Assigned task: When you reach the line containing "pub struct LinkRenderer;", include it and stop; until then, return each line of the material exactly, starting with the first.

Extracted material:
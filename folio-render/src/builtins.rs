//! The default renderers: headings, images, links, code and tables.
use log::trace;

use crate::{
  error::{RenderError, RenderResult},
  highlight::{self, SyntaxError},
  host,
  link::link_element,
  node::NodeKind,
  output::{Element, Rendered},
  registry::{NodeRenderer, Props},
  renderer::RenderContext,
  table::{check_shape, materialize},
};

/// Class of the empty anchor placed at the start of every heading.
pub const ANCHOR_CLASS: &str = "anchor";

/// Class given to every image.
pub const IMAGE_CLASS: &str = "rounded-lg";

/// `<hN id="slug"><a class="anchor" href="#slug"></a>…</hN>`
#[derive(Debug, Clone, Copy)]
pub struct HeadingRenderer {
  level: u8,
}

impl HeadingRenderer {
  #[must_use]
  pub const fn new(level: u8) -> Self {
    Self { level }
  }
}

impl NodeRenderer for HeadingRenderer {
  fn render(
    &self,
    props: Props<'_>,
    cx: &RenderContext<'_>,
  ) -> RenderResult<Rendered> {
    let slug = cx.heading_id(props.node);
    let anchor = Element::new("a")
      .attr("href", format!("#{slug}"))
      .attr("class", ANCHOR_CLASS);

    Ok(
      Element::new(format!("h{}", self.level))
        .attr("id", slug)
        .child(anchor)
        .children(props.children)
        .into(),
    )
  }
}

/// `<img class="rounded-lg" src alt>`, author attributes applied last.
#[derive(Debug, Clone, Copy)]
pub struct ImageRenderer;

impl NodeRenderer for ImageRenderer {
  fn render(
    &self,
    props: Props<'_>,
    _cx: &RenderContext<'_>,
  ) -> RenderResult<Rendered> {
    let NodeKind::Image {
      src,
      alt,
      title,
      attrs,
    } = &props.node.kind
    else {
      return Ok(host::render_default(props));
    };

    let mut image = Element::new("img")
      .attr("class", IMAGE_CLASS)
      .attr("src", src)
      .attr("alt", alt);
    if let Some(title) = title {
      image.attrs.set("title", title);
    }
    Ok(image.attrs(attrs).into())
  }
}

/// Links, dispatched through [`crate::link::classify`].
#[derive(Debug, Clone, Copy)]
pub struct LinkRenderer;

impl NodeRenderer for LinkRenderer {
  fn render(
    &self,
    props: Props<'_>,
    _cx: &RenderContext<'_>,
  ) -> RenderResult<Rendered> {
    let NodeKind::Link { href, title, attrs } = &props.node.kind else {
      return Ok(host::render_default(props));
    };

    let mut element = link_element(href.as_deref(), attrs, props.children);
    if let Some(title) = title {
      element.attrs.set_default("title", title);
    }
    Ok(element.into())
  }
}

/// `<code>` whose content is the highlighter's markup.
///
/// With highlighting turned off the raw text is emitted as escaped text.
#[derive(Debug, Clone, Copy)]
pub struct CodeRenderer;

impl NodeRenderer for CodeRenderer {
  fn render(
    &self,
    props: Props<'_>,
    cx: &RenderContext<'_>,
  ) -> RenderResult<Rendered> {
    let NodeKind::Code {
      literal,
      language,
      attrs,
    } = &props.node.kind
    else {
      return Ok(host::render_default(props));
    };

    let content = if cx.options().highlight_code {
      let manager = cx
        .syntax()
        .ok_or(RenderError::Highlight(SyntaxError::NoBackendAvailable))?;
      Rendered::Trusted(highlight::highlight(
        manager,
        literal,
        language.as_deref(),
      )?)
    } else {
      Rendered::text(literal.clone())
    };

    Ok(Element::new("code").attrs(attrs).child(content).into())
  }
}

/// Tables, built by [`crate::table::materialize`].
#[derive(Debug, Clone, Copy)]
pub struct TableRenderer;

impl NodeRenderer for TableRenderer {
  fn render(
    &self,
    mut props: Props<'_>,
    cx: &RenderContext<'_>,
  ) -> RenderResult<Rendered> {
    let Some(table) = props.table.take() else {
      trace!("Table node without table data, using host default");
      return Ok(host::render_default(props));
    };
    check_shape(&table, cx.options().table_mode)?;
    Ok(materialize(table).into())
  }
}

Final answer:
filename folio-render/src/builtins.rs
//! The default renderers: headings, images, links, code and tables.
use log::trace;

use crate::{
  error::{RenderError, RenderResult},
  highlight::{self, SyntaxError},
  host,
  link::link_element,
  node::NodeKind,
  output::{Element, Rendered},
  registry::{NodeRenderer, Props},
  renderer::RenderContext,
  table::{check_shape, materialize},
};

/// Class of the empty anchor placed at the start of every heading.
pub const ANCHOR_CLASS: &str = "anchor";

/// Class given to every image.
pub const IMAGE_CLASS: &str = "rounded-lg";

/// `<hN id="slug"><a class="anchor" href="#slug"></a>…</hN>`
#[derive(Debug, Clone, Copy)]
pub struct HeadingRenderer {
  level: u8,
}

impl HeadingRenderer {
  #[must_use]
  pub const fn new(level: u8) -> Self {
    Self { level }
  }
}

impl NodeRenderer for HeadingRenderer {
  fn render(
    &self,
    props: Props<'_>,
    cx: &RenderContext<'_>,
  ) -> RenderResult<Rendered> {
    let slug = cx.heading_id(props.node);
    let anchor = Element::new("a")
      .attr("href", format!("#{slug}"))
      .attr("class", ANCHOR_CLASS);

    Ok(
      Element::new(format!("h{}", self.level))
        .attr("id", slug)
        .child(anchor)
        .children(props.children)
        .into(),
    )
  }
}

/// `<img class="rounded-lg" src alt>`, author attributes applied last.
#[derive(Debug, Clone, Copy)]
pub struct ImageRenderer;

impl NodeRenderer for ImageRenderer {
  fn render(
    &self,
    props: Props<'_>,
    _cx: &RenderContext<'_>,
  ) -> RenderResult<Rendered> {
    let NodeKind::Image {
      src,
      alt,
      title,
      attrs,
    } = &props.node.kind
    else {
      return Ok(host::render_default(props));
    };

    let mut image = Element::new("img")
      .attr("class", IMAGE_CLASS)
      .attr("src", src)
      .attr("alt", alt);
    if let Some(title) = title {
      image.attrs.set("title", title);
    }
    Ok(image.attrs(attrs).into())
  }
}

/// Links, dispatched through [`crate::link::classify`].
#[derive(Debug, Clone, Copy)]
pub struct LinkRenderer;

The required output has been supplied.